Il testo dell’interrogazione con cui Marika Cirone Di Marco e Bruno Marziano chiedono chiarimenti sulla sospensione dell’ex Soprintendente Basile.
“Premesso che con DDG n. 2387 il Dirigente generale del Dipartimento reg. beni culturali e dell’identità siciliana, dr. Giglione, ha sospeso gli effetti del DDG 6152 del 24.10.2013 con il quale era stato conferito l’incarico di Dirigente della Soprintendenza di Siracusa alla d.ssa Beatrice Basile;
con il medesimo DDG n. 2387 è stato conferito ad interim l’incarico di Dirigente della Soprintendenza di Siracusa all’arch.
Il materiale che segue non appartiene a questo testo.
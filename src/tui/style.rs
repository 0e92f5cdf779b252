//! Color scheme and styles.

use ratatui::style::{Color, Modifier, Style};

use crate::view::common::RowStyleClass;

/// Color palette.
pub struct Theme;

impl Theme {
    // Background colors
    pub const BG: Color = Color::Reset;
    pub const HEADER_BG: Color = Color::Blue;
    pub const SELECTED_BG: Color = Color::DarkGray;

    // Foreground colors
    pub const FG: Color = Color::White;
    pub const FG_DIM: Color = Color::DarkGray;
    pub const HEADER_FG: Color = Color::White;

    // Status colors
    pub const STATUS_ACTIVE: Color = Color::Green;
    pub const STATUS_INVITED: Color = Color::Yellow;
    pub const STATUS_BLOCKED: Color = Color::Red;

    pub const ACCENT: Color = Color::Cyan;
}

/// Pre-defined styles.
pub struct Styles;

impl Styles {
    /// Default text style.
    pub fn default() -> Style {
        Style::default().fg(Theme::FG).bg(Theme::BG)
    }

    /// Header bar style.
    pub fn header() -> Style {
        Style::default()
            .fg(Theme::HEADER_FG)
            .bg(Theme::HEADER_BG)
            .add_modifier(Modifier::BOLD)
    }

    /// Selected row style.
    pub fn selected() -> Style {
        Style::default()
            .bg(Theme::SELECTED_BG)
            .add_modifier(Modifier::BOLD)
    }

    /// Table header style.
    pub fn table_header() -> Style {
        Style::default()
            .fg(Theme::HEADER_FG)
            .bg(Theme::HEADER_BG)
            .add_modifier(Modifier::BOLD)
    }

    /// Table header cell under the column cursor.
    pub fn column_cursor() -> Style {
        Self::table_header().add_modifier(Modifier::UNDERLINED)
    }

    /// Warning style (yellow).
    pub fn modified_item() -> Style {
        Style::default().fg(Theme::STATUS_INVITED)
    }

    /// Critical value style (red).
    pub fn critical() -> Style {
        Style::default()
            .fg(Theme::STATUS_BLOCKED)
            .add_modifier(Modifier::BOLD)
    }

    /// Active filter label.
    pub fn accent() -> Style {
        Style::default()
            .fg(Theme::ACCENT)
            .add_modifier(Modifier::BOLD)
    }

    /// Dimmed text style.
    pub fn dim() -> Style {
        Style::default().fg(Theme::FG_DIM)
    }

    /// Text input style.
    pub fn filter_input() -> Style {
        Style::default()
            .fg(Theme::FG)
            .add_modifier(Modifier::UNDERLINED)
    }

    /// Help key style (highlighted keys in help line).
    pub fn help_key() -> Style {
        Style::default().fg(Color::Yellow)
    }

    /// Popup border.
    pub fn popup_border() -> Style {
        Style::default().fg(Theme::ACCENT)
    }

    /// Maps a UI-agnostic [`RowStyleClass`] to a ratatui [`Style`].
    pub fn from_class(class: RowStyleClass) -> Style {
        match class {
            RowStyleClass::Normal => Self::default(),
            RowStyleClass::Active => Style::default().fg(Theme::STATUS_ACTIVE),
            RowStyleClass::Warning => Self::modified_item(),
            RowStyleClass::Critical => Self::critical(),
            RowStyleClass::Dimmed => Self::dim(),
        }
    }
}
Calogero Rizzuto;
rilevato che tale provvedimento è stato giustificato dagli esiti di una straordinaria azione ispettiva effettuata sulla Soprintendenza di Siracusa in data 6 agosto c.a. e terminata (con prot. 8005) in data 13.08.2014 e dall’asserita necessità di procedere ad ‘opportuni approfondimenti’;
visto che prima di tali approfondimenti si è proceduto a una discutibile ‘sospensione’, non essendovi motivi per la revoca dell’incarico alla d.ssa Basile;
non si è voluto tener conto di inviti e sollecitazioni pervenute da associazioni, istituzioni, forze politiche, intellettuali della comunità di Siracusa e non solo;
considerato che il provvedimento appare ingiustificabile, a solo un anno dalla nomina della dr.ssa Basile, e in controtendenza con quanto indicato dal Presidente della Regione, attraverso i precedenti provvedimenti di nomina, a tutela del territorio e della legalità;
con il provvedimento adottato si espone il patrimonio ambientale, archeologico e storico di Siracusa a un periodo di gravissime incertezze e rischi ;
il rinnovo dell’incarico del direttore regionale sulla base del necessario rapporto di fiducia con l’assessore non comporta la modifica dell’assetto dirigenziale degli apparati amministrativi che hanno compiti esecutivi e di applicazione delle leggi;
da parte di associazioni e forze politiche e intellettuali si è ventilata l’ipotesi di ricorrere all’autorità giudiziaria per verificare se l’azione di sospensione non risponda a gruppi di interesse speculativo su aree sottoposte a vincolo e difese dall’azione della soprintendente Basile;
per sapere come intende verificare, nella forma e nella sostanza, se gli atti adottati dal Direttore generale siano conformi ai principi di trasparenza e imparzialità posti a presidio dell’azione politica come di quella amministrativa di fronte alla tutela del patrimonio culturale e ambientale del territorio. se non ritenga opportuno sollecitare una celere definizione dell’istruttoria per procedere all’archiviazione delle contestazioni e, quindi, alla restituzione dell’incarico alla d.ssa Basile”.